The students can also choose to pair the course with another to do a double degree, or do honours in Western civilisation to help them develop more advanced research and critical thinking skills.
The university is at pains to make clear that Western civilisation students will “be introduced to non-Western and under-represented voices and perspectives”.
“To take one example, students will be exposed to alternative readings of Western classics, such as Pat Barker’s The Silence of the Girls (2018), which is lauded as an outstanding feminist retelling of the Iliad,” the curriculum design document says.
The university says it has taken inspiration from Yale-NUS, the liberal arts college in Singapore that is a collaboration between Yale and the National University of Singapore.
At Yale-NUS “students study not only Plato and Aristotle but also, in the same course, Confucius and the Buddha — and ask why their systems of ethics might be similar or different,” the University of Wollongong says. “They study the Odyssey and the Ramayana.
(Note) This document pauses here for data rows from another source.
//! Quarry: an in-memory TF-IDF document index.
//!
//! Documents are indexed word by word; queries are space-separated words
//! where a leading `-` excludes every document containing that word.
//! Results are ranked by TF-IDF relevance, ties broken by rating, and capped
//! at [`MAX_RESULT_DOCUMENT_COUNT`].
//!
//! ```
//! use quarry_core::{DocumentStatus, Quarry};
//!
//! let mut index = Quarry::from_stop_words_text("in the").unwrap();
//! index.add_document(42, "cat in the city", DocumentStatus::Actual, &[1, 2, 3]).unwrap();
//! index.add_document(43, "dog in the city", DocumentStatus::Actual, &[3, 4, 5]).unwrap();
//!
//! let hits = index.find_top_documents("cat -dog").unwrap();
//! assert_eq!(hits.len(), 1);
//! assert_eq!(hits[0].id, 42);
//! ```

pub mod analyzer;
pub mod arena;
pub mod concurrent;
pub mod duplicates;
pub mod index;
pub mod paginator;
pub mod process;
pub mod request_queue;

pub use duplicates::{find_duplicates, remove_duplicates};
pub use index::{EngineMetrics, Quarry, Query};
pub use paginator::{paginate, Paginator};
pub use process::{process_queries, process_queries_joined};
pub use quarry_types::*;
pub use request_queue::{RequestQueue, REQUEST_WINDOW_TICKS};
They examine the ‘primitivisms’ of Paul Gauguin and Pablo Picasso while also looking at the woodcarvings from the South Sea islands and the ukiyo-e tradition of Japanese woodblock prints that influenced Western artists.”
The university says that, despite the course’s focus on Western thought and art, it also “initiates well-placed, high-quality conversations” on non-Western traditions in half of its 16 core units.
It also argues that the new degree is “inherently cross-disciplinary”, combining elements of study of the classics, literature and philosophy. And the university points out that students can, if they choose, take something non-Western in a double degree.